In this month’s blog, we explore why many businesses place technology at the core of their cybersecurity efforts, with little investment in board-level governance and oversight, but to what cost?
It is tempting to prioritise technology when it comes to implementing cyber security within your organisation, but equally as important is having an effective governance structure. And where some organisations do discuss cyber security matters at the board level, these may still not gain the full attention they deserve in comparison to more commercial matters.
As the importance of effective cyber security becomes ever more obvious and business-critical in the next decade, all organisations will be forced to address these matters at the highest level, and this is becoming a greater concern now for investors. The Government’s own Cyber Security Breaches Survey 2019 shows that 32% of businesses and 22% of charities identified specific cyber breaches or attacks in the past year.
According to PWC, while there are many governance frameworks for management, there still remains little consensus on how best to implement board-level oversight of cyber security.

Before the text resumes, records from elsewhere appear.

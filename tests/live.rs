mod common;

use axum::http::StatusCode;
use axum_test::TestServer;
use common::{photo, png, test_state};
use face_attendance::camera::FrameLoop;
use face_attendance::common::config::CameraConfig;
use face_attendance::core::pipeline;
use face_attendance::service::{self, AppState, LiveFeed, LiveWorker};
use face_attendance::storage::{AttendanceFilter, NewStudent};
use serde_json::Value;
use std::sync::Arc;
use std::time::Duration;

fn worker(state: &AppState) -> LiveWorker {
    LiveWorker {
        pipeline: Arc::clone(&state.pipeline),
        store: Arc::clone(&state.store),
        gallery: Arc::clone(&state.gallery),
        recognition: state.config.recognition.clone(),
    }
}

const RED: [u8; 3] = [200, 40, 40];

#[tokio::test]
async fn live_feed_publishes_frames_and_marks_attendance() {
    let state = test_state();
    pipeline::register_student(
        state.engine(),
        &state.store,
        &state.gallery,
        &state.config,
        NewStudent {
            id: "S001".into(),
            name: "Asha Rao".into(),
            course: "BSc".into(),
        },
        &png(&photo(RED)),
        None,
    )
    .unwrap();

    let feed = LiveFeed::spawn_source(
        FrameLoop::new(vec![photo(RED)]).unwrap(),
        worker(&state),
    );

    let mut frames = feed.subscribe();
    tokio::time::timeout(Duration::from_secs(10), frames.changed())
        .await
        .expect("a frame within the timeout")
        .expect("sender alive");
    let jpeg = frames.borrow_and_update().clone().expect("published frame");
    assert_eq!(&jpeg[..2], &[0xFF, 0xD8]);

    // Let a few more frames through; the record must stay unique
    for _ in 0..3 {
        let _ = tokio::time::timeout(Duration::from_secs(2), frames.changed()).await;
    }

    tokio::task::spawn_blocking(move || feed.stop()).await.unwrap();

    let records = state
        .store()
        .unwrap()
        .attendance_log(&AttendanceFilter::default())
        .unwrap();
    assert_eq!(records.len(), 1);
    assert_eq!(records[0].student_id, "S001");
}

#[tokio::test]
async fn stopped_feed_closes_the_channel() {
    let state = test_state();
    let feed = LiveFeed::spawn_source(
        FrameLoop::new(vec![photo([0, 0, 0])]).unwrap(),
        worker(&state),
    );
    let mut frames = feed.subscribe();

    tokio::task::spawn_blocking(move || feed.stop()).await.unwrap();

    // Drain whatever was published before the stop, then the sender is gone
    let closed = tokio::time::timeout(Duration::from_secs(5), async {
        while frames.changed().await.is_ok() {}
    })
    .await;
    assert!(closed.is_ok());
}

#[tokio::test]
async fn endpoints_follow_the_camera_thread() {
    let state = test_state();
    let feed = LiveFeed::spawn_source(FrameLoop::new(vec![photo(RED)]).unwrap(), worker(&state));
    let state = state.with_live_feed(feed.subscribe());
    let server = TestServer::new(service::app(state)).expect("test server");

    let health = server.get("/healthz").await.json::<Value>();
    assert_eq!(health["live_feed"], true);

    tokio::task::spawn_blocking(move || feed.stop()).await.unwrap();

    let health = server.get("/healthz").await.json::<Value>();
    assert_eq!(health["live_feed"], false);
    server
        .get("/video_feed")
        .await
        .assert_status(StatusCode::SERVICE_UNAVAILABLE);
}

#[tokio::test]
async fn missing_camera_is_reported_at_startup() {
    let state = test_state();
    let camera = CameraConfig {
        device_index: 250,
        ..CameraConfig::default()
    };

    let opened = tokio::task::spawn_blocking(move || LiveFeed::spawn_camera(camera, worker(&state)))
        .await
        .unwrap();
    assert!(opened.is_err());
}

And in the words of the Department for Digital, Culture, Media and Sport, “there is still more that organisations can do to protect themselves from cyber risks. This includes taking important actions that are still relatively uncommon, around board-level involvement in cyber security, monitoring suppliers and planning incident response”.
The importance of board-level engagement for cybersecurity
The Cyber Security Breaches Survey 2019 also reveals a lack of cyber security senior governance and oversight, demonstrated by the fact that only around a third of businesses and charities have a board member (or trustee) responsible for cyber security. Some businesses do this more than others, especially insurance firms (56%), information/communication firms (53%), and education companies (50%). According to the survey, this lack of board-level governance was typically due to either a perception that the firm was too small to worry about such matters or because cyber security was not considered a high enough priority.

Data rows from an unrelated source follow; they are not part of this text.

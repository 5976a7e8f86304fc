use crate::common::config::{Config, MatchingConfig};
use crate::common::{AttendanceError, Result};
use crate::core::detector::FaceBox;
use crate::core::engine::FaceEngine;
use crate::core::matcher::{Gallery, SharedGallery};
use crate::core::quality::{best_face, QualityMetrics};
use crate::core::recognizer::Embedding;
use crate::storage::{AttendanceStatus, AttendanceStore, NewStudent, RecordOutcome, StudentSummary};
use chrono::{DateTime, FixedOffset, NaiveTime, Utc};
use image::{imageops::FilterType, DynamicImage};
use serde::Serialize;
use std::path::{Path, PathBuf};
use std::sync::{Arc, Mutex, MutexGuard};

#[derive(Debug, Clone, Serialize)]
pub struct Registration {
    pub student: StudentSummary,
    pub quality: QualityMetrics,
    pub faces_detected: usize,
    #[serde(skip_serializing_if = "Option::is_none")]
    pub photo_path: Option<PathBuf>,
}

/// Embedding of the best face in a photo, with the quality that won it.
#[derive(Debug, Clone)]
pub struct Enrollment {
    pub embedding: Embedding,
    pub quality: QualityMetrics,
    pub faces_detected: usize,
}

pub fn decode_photo(bytes: &[u8]) -> Result<DynamicImage> {
    if bytes.is_empty() {
        return Err(AttendanceError::InvalidInput("photo is empty".to_string()));
    }
    Ok(image::load_from_memory(bytes)?)
}

/// Detect, pick the highest-quality face, gate on quality and embed it.
pub fn enroll_face(engine: &dyn FaceEngine, photo: &DynamicImage, min_quality: f32) -> Result<Enrollment> {
    let faces = engine.detect(photo)?;
    let faces_detected = faces.len();
    let (face, quality) = best_face(photo, &faces).ok_or(AttendanceError::NoFaceDetected)?;

    tracing::debug!("{} face(s) in photo, best: {}", faces_detected, quality.get_quality_assessment());
    if !quality.meets_minimum_requirements(min_quality) {
        for suggestion in quality.get_improvement_suggestions() {
            tracing::info!("Registration photo: {}", suggestion);
        }
        return Err(AttendanceError::LowQuality {
            score: quality.overall_score,
            required: min_quality,
        });
    }

    let embedding = engine.embed(photo, &face)?;
    Ok(Enrollment { embedding, quality, faces_detected })
}

// Lock order: the store mutex may be held while the gallery is replaced,
// never the other way round. Gallery readers work on snapshots.

fn lock_store(store: &Mutex<AttendanceStore>) -> Result<MutexGuard<'_, AttendanceStore>> {
    store
        .lock()
        .map_err(|_| AttendanceError::Storage("store lock poisoned".to_string()))
}

/// Register a new student from a photo and refresh the gallery.
///
/// Decoding and the face models run without any lock held; the store is
/// locked only for the existence check and the insert.
pub fn register_student(
    engine: &dyn FaceEngine,
    store: &Mutex<AttendanceStore>,
    gallery: &SharedGallery,
    config: &Config,
    student: NewStudent,
    photo_bytes: &[u8],
    photos_dir: Option<&Path>,
) -> Result<Registration> {
    let student = student.normalized().map_err(AttendanceError::InvalidInput)?;
    if lock_store(store)?.student_exists(&student.id)? {
        return Err(AttendanceError::DuplicateStudent(student.id));
    }

    let photo = decode_photo(photo_bytes)?;
    let enrollment = enroll_face(engine, &photo, config.registration.min_quality)?;
    let created_at = local_now(config.attendance.offset()?);

    {
        // A racing registration of the same id fails here as a duplicate
        let store = lock_store(store)?;
        store.add_student(&student, &enrollment.embedding, created_at)?;
        reload_gallery(&store, gallery)?;
    }

    let photo_path = match photos_dir {
        Some(dir) if config.registration.store_photos => save_photo(dir, &student.id, &photo),
        _ => None,
    };

    Ok(Registration {
        student: StudentSummary {
            id: student.id,
            name: student.name,
            course: student.course,
            created_at,
        },
        quality: enrollment.quality,
        faces_detected: enrollment.faces_detected,
        photo_path,
    })
}

/// Replace an existing student's embedding from a new photo.
pub fn re_enroll(
    engine: &dyn FaceEngine,
    store: &Mutex<AttendanceStore>,
    gallery: &SharedGallery,
    config: &Config,
    student_id: &str,
    photo_bytes: &[u8],
    photos_dir: Option<&Path>,
) -> Result<Registration> {
    let student = lock_store(store)?.get_student(student_id)?;
    let photo = decode_photo(photo_bytes)?;
    let enrollment = enroll_face(engine, &photo, config.registration.min_quality)?;

    {
        let store = lock_store(store)?;
        store.replace_embedding(&student.id, &enrollment.embedding)?;
        reload_gallery(&store, gallery)?;
    }

    let photo_path = match photos_dir {
        Some(dir) if config.registration.store_photos => save_photo(dir, &student.id, &photo),
        _ => None,
    };

    Ok(Registration {
        student: StudentSummary::from(&student),
        quality: enrollment.quality,
        faces_detected: enrollment.faces_detected,
        photo_path,
    })
}

/// Rebuild the gallery from the store. Call with the store locked so
/// concurrent writers publish their galleries in commit order.
pub fn reload_gallery(store: &AttendanceStore, gallery: &SharedGallery) -> Result<()> {
    gallery.replace(Gallery::from_entries(store.gallery_entries()?))
}

/// Photo saving is best effort; the registration stands without it.
fn save_photo(dir: &Path, student_id: &str, photo: &DynamicImage) -> Option<PathBuf> {
    let file_name: String = student_id
        .chars()
        .map(|c| if c.is_ascii_alphanumeric() || c == '-' || c == '_' { c } else { '_' })
        .collect();
    let path = dir.join(format!("{}.jpg", file_name));

    let result = std::fs::create_dir_all(dir)
        .map_err(AttendanceError::from)
        .and_then(|_| photo.to_rgb8().save(&path).map_err(AttendanceError::from));

    match result {
        Ok(()) => Some(path),
        Err(e) => {
            tracing::warn!("Could not save photo for {}: {}", student_id, e);
            None
        }
    }
}

pub fn local_now(offset: FixedOffset) -> DateTime<FixedOffset> {
    Utc::now().with_timezone(&offset)
}

/// What happened to one face in a frame.
#[derive(Debug, Clone, Serialize)]
pub struct FaceOutcome {
    /// In the coordinates of the frame that was passed in
    pub face: FaceBox,
    pub student_id: Option<String>,
    pub name: Option<String>,
    pub score: Option<f32>,
    /// True only for the sighting that created today's record
    pub recorded: bool,
    pub status: Option<AttendanceStatus>,
}

impl FaceOutcome {
    pub fn is_recognized(&self) -> bool {
        self.student_id.is_some()
    }
}

#[derive(Debug, Clone, Serialize)]
pub struct FrameReport {
    pub timestamp: DateTime<FixedOffset>,
    pub faces: Vec<FaceOutcome>,
}

impl FrameReport {
    pub fn recognized(&self) -> impl Iterator<Item = &FaceOutcome> {
        self.faces.iter().filter(|f| f.is_recognized())
    }
}

/// Frame to attendance records: detect, embed, match, log.
pub struct RecognitionPipeline {
    engine: Arc<dyn FaceEngine>,
    matching: MatchingConfig,
    frame_scale: f32,
    offset: FixedOffset,
    late_after: Option<NaiveTime>,
}

impl RecognitionPipeline {
    pub fn new(engine: Arc<dyn FaceEngine>, config: &Config) -> Result<Self> {
        Ok(Self {
            engine,
            matching: config.matching.clone(),
            frame_scale: config.recognition.frame_scale,
            offset: config.attendance.offset()?,
            late_after: config.attendance.late_cutoff()?,
        })
    }

    pub fn engine(&self) -> &Arc<dyn FaceEngine> {
        &self.engine
    }

    pub fn now(&self) -> DateTime<FixedOffset> {
        local_now(self.offset)
    }

    /// Match every face without touching the store.
    pub fn identify(&self, frame: &DynamicImage, gallery: &Gallery) -> Result<Vec<FaceOutcome>> {
        let faces = self.detect_scaled(frame)?;

        let mut outcomes = Vec::with_capacity(faces.len());
        for face in faces {
            let best = if gallery.is_empty() {
                None
            } else {
                let embedding = self.engine.embed(frame, &face)?;
                gallery.best_match(&embedding, &self.matching)
            };

            outcomes.push(FaceOutcome {
                face,
                student_id: best.as_ref().map(|m| m.student_id.clone()),
                name: best.as_ref().map(|m| m.name.clone()),
                score: best.map(|m| m.score),
                recorded: false,
                status: None,
            });
        }
        Ok(outcomes)
    }

    /// Identify faces and log attendance for every match. The store lock is
    /// held only while writing records. `gallery` should be a snapshot, not
    /// a borrow from a held lock guard.
    pub fn process_frame(
        &self,
        frame: &DynamicImage,
        gallery: &Gallery,
        store: &Mutex<AttendanceStore>,
        at: DateTime<FixedOffset>,
    ) -> Result<FrameReport> {
        let mut faces = self.identify(frame, gallery)?;

        if faces.iter().any(FaceOutcome::is_recognized) {
            let store = lock_store(store)?;

            for outcome in faces.iter_mut() {
                let Some(student_id) = outcome.student_id.as_deref() else {
                    continue;
                };
                match store.record_attendance(student_id, at, self.late_after) {
                    Ok(RecordOutcome::Recorded { status, .. }) => {
                        outcome.recorded = true;
                        outcome.status = Some(status);
                    }
                    Ok(RecordOutcome::AlreadyRecorded) => {}
                    // Deleted since the gallery was loaded
                    Err(AttendanceError::StudentNotFound(id)) => {
                        tracing::warn!("Matched student {} no longer exists", id);
                    }
                    Err(e) => return Err(e),
                }
            }
        }

        Ok(FrameReport { timestamp: at, faces })
    }

    /// Detect on a downscaled copy, then map boxes back to the full frame.
    fn detect_scaled(&self, frame: &DynamicImage) -> Result<Vec<FaceBox>> {
        let scale = self.frame_scale;
        if scale >= 1.0 || frame.width() == 0 || frame.height() == 0 {
            return self.engine.detect(frame);
        }

        let small_w = ((frame.width() as f32 * scale).round() as u32).max(1);
        let small_h = ((frame.height() as f32 * scale).round() as u32).max(1);
        let small = frame.resize_exact(small_w, small_h, FilterType::Triangle);

        let sx = frame.width() as f32 / small_w as f32;
        let sy = frame.height() as f32 / small_h as f32;
        Ok(self
            .engine
            .detect(&small)?
            .iter()
            .map(|f| f.scaled(sx, sy))
            .collect())
    }
}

Beyond the measures taken internally by UK businesses, 82% of businesses place no requirements on their suppliers to adhere to specific cyber security standards, which according to the qualitative analysis in Cyber Security Breaches Survey 2019, was due in part to many simply not even considering third-parties as potential sources of cyber breaches; a rather worrying fact in itself.

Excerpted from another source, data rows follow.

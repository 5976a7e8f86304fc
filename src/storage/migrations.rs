use rusqlite::Connection;

use crate::common::{AttendanceError, Result};

use super::schema::SCHEMA_STATEMENTS;

pub const CURRENT_VERSION: i32 = 1;

const VERSION_KEY: &str = "schema_version";

/// Create missing tables, then bring an older database up to date.
pub fn initialize_schema(conn: &Connection) -> Result<()> {
    for statement in SCHEMA_STATEMENTS {
        conn.execute(statement, [])?;
    }

    let version = get_schema_version(conn)?;
    if version < CURRENT_VERSION {
        run_migrations(conn, version)?;
    } else if version > CURRENT_VERSION {
        return Err(AttendanceError::Storage(format!(
            "database schema version {} is newer than supported version {}",
            version, CURRENT_VERSION
        )));
    }

    Ok(())
}

fn get_schema_version(conn: &Connection) -> Result<i32> {
    let result: std::result::Result<String, rusqlite::Error> = conn.query_row(
        "SELECT value FROM metadata WHERE key = ?1",
        [VERSION_KEY],
        |row| row.get(0),
    );

    match result {
        Ok(value) => value.parse().map_err(|_| {
            AttendanceError::Storage(format!("invalid schema version: {}", value))
        }),
        Err(rusqlite::Error::QueryReturnedNoRows) => Ok(0),
        Err(e) => Err(e.into()),
    }
}

fn set_schema_version(conn: &Connection, version: i32) -> Result<()> {
    conn.execute(
        "INSERT OR REPLACE INTO metadata (key, value) VALUES (?1, ?2)",
        (VERSION_KEY, version.to_string()),
    )?;
    Ok(())
}

fn run_migrations(conn: &Connection, from: i32) -> Result<()> {
    for version in (from + 1)..=CURRENT_VERSION {
        tracing::info!("Migrating database schema to version {}", version);
        match version {
            // version 1 is the base schema
            1 => {}
            _ => {
                return Err(AttendanceError::Storage(format!(
                    "unknown migration version: {}", version
                )))
            }
        }
        set_schema_version(conn, version)?;
    }
    Ok(())
}

#[cfg(test)]
mod tests {
    use super::*;

    fn table_exists(conn: &Connection, name: &str) -> bool {
        let count: i32 = conn
            .query_row(
                "SELECT COUNT(*) FROM sqlite_master WHERE type='table' AND name=?1",
                [name],
                |row| row.get(0),
            )
            .unwrap();
        count == 1
    }

    #[test]
    fn creates_tables_and_sets_version() {
        let conn = Connection::open_in_memory().unwrap();
        initialize_schema(&conn).unwrap();

        assert!(table_exists(&conn, "students"));
        assert!(table_exists(&conn, "attendance"));
        assert!(table_exists(&conn, "metadata"));
        assert_eq!(get_schema_version(&conn).unwrap(), CURRENT_VERSION);
    }

    #[test]
    fn initialization_is_idempotent() {
        let conn = Connection::open_in_memory().unwrap();
        initialize_schema(&conn).unwrap();
        initialize_schema(&conn).unwrap();
        assert_eq!(get_schema_version(&conn).unwrap(), CURRENT_VERSION);
    }

    #[test]
    fn refuses_newer_schema() {
        let conn = Connection::open_in_memory().unwrap();
        initialize_schema(&conn).unwrap();
        set_schema_version(&conn, CURRENT_VERSION + 1).unwrap();
        assert!(initialize_schema(&conn).is_err());
    }
}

These results are all the more concerning because board-level engagement is considered by many in positions of responsibility for cyber security to be essential in embedding the culture and tone necessary for effective cyber risk management. And boards that take a keen interest and receive regular updates on cyber matters are more likely to agree to investments in cyber security technology and people, as they have a stronger understanding of the rationale.
In practice, a great deal can be achieved simply by placing cyber security on the agenda of every board meeting and inviting those responsible to present updates during board meetings. It is essential to ensure that such measures are not tokenistic and are genuinely viewed to be as important as any other more commercially related matter.
How to make cyber security a board-level priority
As we have established, it is one thing for measures to be put in place which increases the discussion of cyber security matters at board level, but this does not guarantee meaningful engagement. From the outset, it is important that board-level executives be reminded of the risks of cyber security breaches – including penalties under the Data Protection Act 2018 and the GDPR, both in terms of the business and personal directors’ liability (as part of the directors’ fiduciary duties under the Companies Act 2006). This includes understanding the cost to the business of down-time of a cyber breach which renders systems inaccessible. At the individual level, any inability to understand and mitigate cyber risk may be deemed a breach of the Companies Act 2006, which places a duty on directors to “promote the success of the company and to exercise reasonable care, skill and diligence in the conduct of their role”.
Furthermore, according to the Cyber Security Breaches Survey 2019, there is a general lack of understanding of the economic impacts of a cyber breach by management board members, as it is often viewed that monetary losses are not an immediate priority for them (whereas taking steps to handle any breach would be). Hence any strategy aiming to increase board-level engagement of cyber matters should seek to improve their grasp of the impact of any economic loss and why this could impact them.
It is also recommended that any discussion or presentation of facts, risks, or other cyber security matters to the board should be explained in terms that are specific to the business. It is all too easy to explain a new aspect of cyber law or recent fine for a cyber breach, but unless the specific vulnerabilities, remedies, and associated costs are explained for their business, the opportunity to implement a resolution may go unrealised amid a flurry of new information being relayed to the board.
The number of businesses with cyber security focused executives on the board is low, but this is increasing each year, due in part to rising awareness of the business and personal costs of a breach, but also the increasing press coverage of cyber-attacks on businesses. Given that cyber threats are now a firm fixture of our commercial reality, it is possible that businesses which prioritise the investment of financial and board-level resources into cyber security will gain a competitive advantage of doing so. Ultimately, savvy consumers and business partners will learn to separate those businesses which take cyber security seriously from those that do not and invest their money accordingly. By making this a board-level priority, you will be demonstrating you mean business when it comes to cyber risks.